The FDA’s safety action plan would also “consider invoking restricted device authority” on a case-by-case basis to increase patient protection for the highest risk devices. The association suggested that the FDA should instead look at its internal processes to identify “whatever internal obstacles prevent efficient practice.”
Total Product Life Cycle
AdvaMed praised the FDA’s plan for CDRH to shift to a total product life cycle organizational structure. The center has historically been organized according to the stages of a product’s life cycle, allowing staff to become specialized by function, but not always promoting the communication and collaboration that is necessary for continuously evolving innovation of medical devices, the agency said.
CDRH is evaluating a potential restructuring of one large office into seven smaller device-specific offices that would each be responsible for premarket review, postmarket surveillance, manufacturing and device quality, and enforcement. The new structure would include a separate office dedicated to clinical evidence and analysis.

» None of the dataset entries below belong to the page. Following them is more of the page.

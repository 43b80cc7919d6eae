//! The reconciler's view of the registered tags.

use schoolbag_core::{PendingTags, TagId, TagRecord, Weekday};
use std::collections::{BTreeMap, BTreeSet};

/// Registered tags plus the queue of tags awaiting registration.
///
/// A tag is never both registered and pending: replacing the records drops
/// every pending id that has since been registered.
#[derive(Debug, Clone, Default, PartialEq)]
pub struct TagRegistry {
    records: BTreeMap<TagId, TagRecord>,
    pending: PendingTags,
}

impl TagRegistry {
    pub fn new(records: BTreeMap<TagId, TagRecord>, pending: PendingTags) -> Self {
        let mut registry = Self {
            records,
            pending,
        };
        registry.prune_pending();
        registry
    }

    pub fn is_known(&self, id: &TagId) -> bool {
        self.records.contains_key(id)
    }

    pub fn get(&self, id: &TagId) -> Option<&TagRecord> {
        self.records.get(id)
    }

    pub fn records(&self) -> &BTreeMap<TagId, TagRecord> {
        &self.records
    }

    pub fn len(&self) -> usize {
        self.records.len()
    }

    pub fn is_empty(&self) -> bool {
        self.records.is_empty()
    }

    /// Registered tags required on `day`.
    pub fn target_content(&self, day: Weekday) -> BTreeSet<TagId> {
        self.records
            .iter()
            .filter(|(_, record)| record.is_required_on(day))
            .map(|(id, _)| id.clone())
            .collect()
    }

    pub fn pending(&self) -> &PendingTags {
        &self.pending
    }

    /// Queue an unregistered tag. Returns `true` if it was not queued yet.
    /// Registered tags are never queued.
    pub fn queue(&mut self, id: TagId) -> bool {
        if self.is_known(&id) {
            return false;
        }
        self.pending.push(id)
    }

    /// Swap in a new record table. Returns the number of pending ids that
    /// are now registered and were dropped from the queue.
    pub fn replace_records(&mut self, records: BTreeMap<TagId, TagRecord>) -> usize {
        self.records = records;
        self.prune_pending()
    }

    /// Swap in a new pending list, minus anything already registered.
    pub fn replace_pending(&mut self, pending: PendingTags) {
        self.pending = pending;
        self.prune_pending();
    }

    fn prune_pending(&mut self) -> usize {
        let before = self.pending.tags.len();
        let records = &self.records;
        self.pending.tags.retain(|id| !records.contains_key(id));
        before - self.pending.tags.len()
    }
}

#[cfg(test)]
mod tests {
    use super::*;

    fn id(s: &str) -> TagId {
        s.parse().unwrap()
    }

    fn records() -> BTreeMap<TagId, TagRecord> {
        BTreeMap::from([
            (
                id("0a"),
                TagRecord::new("Math book", "math.png").required_on(Weekday::Monday),
            ),
            (
                id("0b"),
                TagRecord::new("Pencil case", "pencils.png")
                    .required_on(Weekday::Monday)
                    .required_on(Weekday::Tuesday),
            ),
        ])
    }

    #[test]
    fn test_target_content_by_day() {
        let registry = TagRegistry::new(records(), PendingTags::default());

        assert_eq!(
            registry.target_content(Weekday::Monday),
            BTreeSet::from([id("0a"), id("0b")])
        );
        assert_eq!(
            registry.target_content(Weekday::Tuesday),
            BTreeSet::from([id("0b")])
        );
        assert!(registry.target_content(Weekday::Sunday).is_empty());
    }

    #[test]
    fn test_queue_is_deduplicated() {
        let mut registry = TagRegistry::new(records(), PendingTags::default());

        assert!(registry.queue(id("ff")));
        assert!(!registry.queue(id("ff")));
        assert!(!registry.queue(id("0a")));
        assert_eq!(registry.pending().tags, vec![id("ff")]);
    }

    #[test]
    fn test_registration_drains_queue() {
        let pending = PendingTags {
            tags: vec![id("0a"), id("ff")],
        };
        let mut registry = TagRegistry::new(BTreeMap::new(), pending);
        assert_eq!(registry.pending().tags.len(), 2);

        assert_eq!(registry.replace_records(records()), 1);
        assert_eq!(registry.pending().tags, vec![id("ff")]);
        assert_eq!(registry.len(), 2);
    }

    #[test]
    fn test_new_prunes_registered_pending() {
        let pending = PendingTags {
            tags: vec![id("0b")],
        };
        let registry = TagRegistry::new(records(), pending);
        assert!(registry.pending().tags.is_empty());
        assert!(registry.get(&id("0b")).is_some());
    }
}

Reorganization of CDRH’s premarket and postmarket offices into a total product life cycle structure would allow experts to share both pre- and postmarket information, improving decision-making and allowing timely implementation of corrections discovered as postmarket data from real-world clinical settings is collected and analyzed, the agency said.
AdvaMed also supported the agency’s use of real-world evidence to better understand how products are used and experienced in the real world. “AdvaMed continues to support FDA’s efforts to use RWE in its regulatory decision making” and its collaboration with the National Evaluation System for Health Technology Coordinating Center (NESTcc), the association said.
Another prong of the safety action plan would spur innovation towards safer medical devices by providing regulatory incentives and scientific expertise that help drive competition (IDDM, April 23).
AdvaMed disagreed with language in the action plan that suggested that a voluntary 510(k) pathway for certain moderate-risk devices would send a signal that the pathway would be safer compared to demonstrated substantial equivalence to a predicate device.
Johnson & Johnson said it supports a more modern 510(k) pathway, but it took issue with a statement in the action plan that said the marketplace “does not provide strong incentives to make an established device safer in the absence of a new or greater-than-previously-understood safety concern.”
The devicemaker stressed that its chief medical officers are involved in all aspects of device development, and its first-in-human development committees review all accumulated safety data before allowing teams to introduce certain new devices.
J&J said its teams incorporate real-world evidence into proactive safety monitoring and noted that J&J was the first company to share clinical trial data from across its portfolio of products with researchers around the world.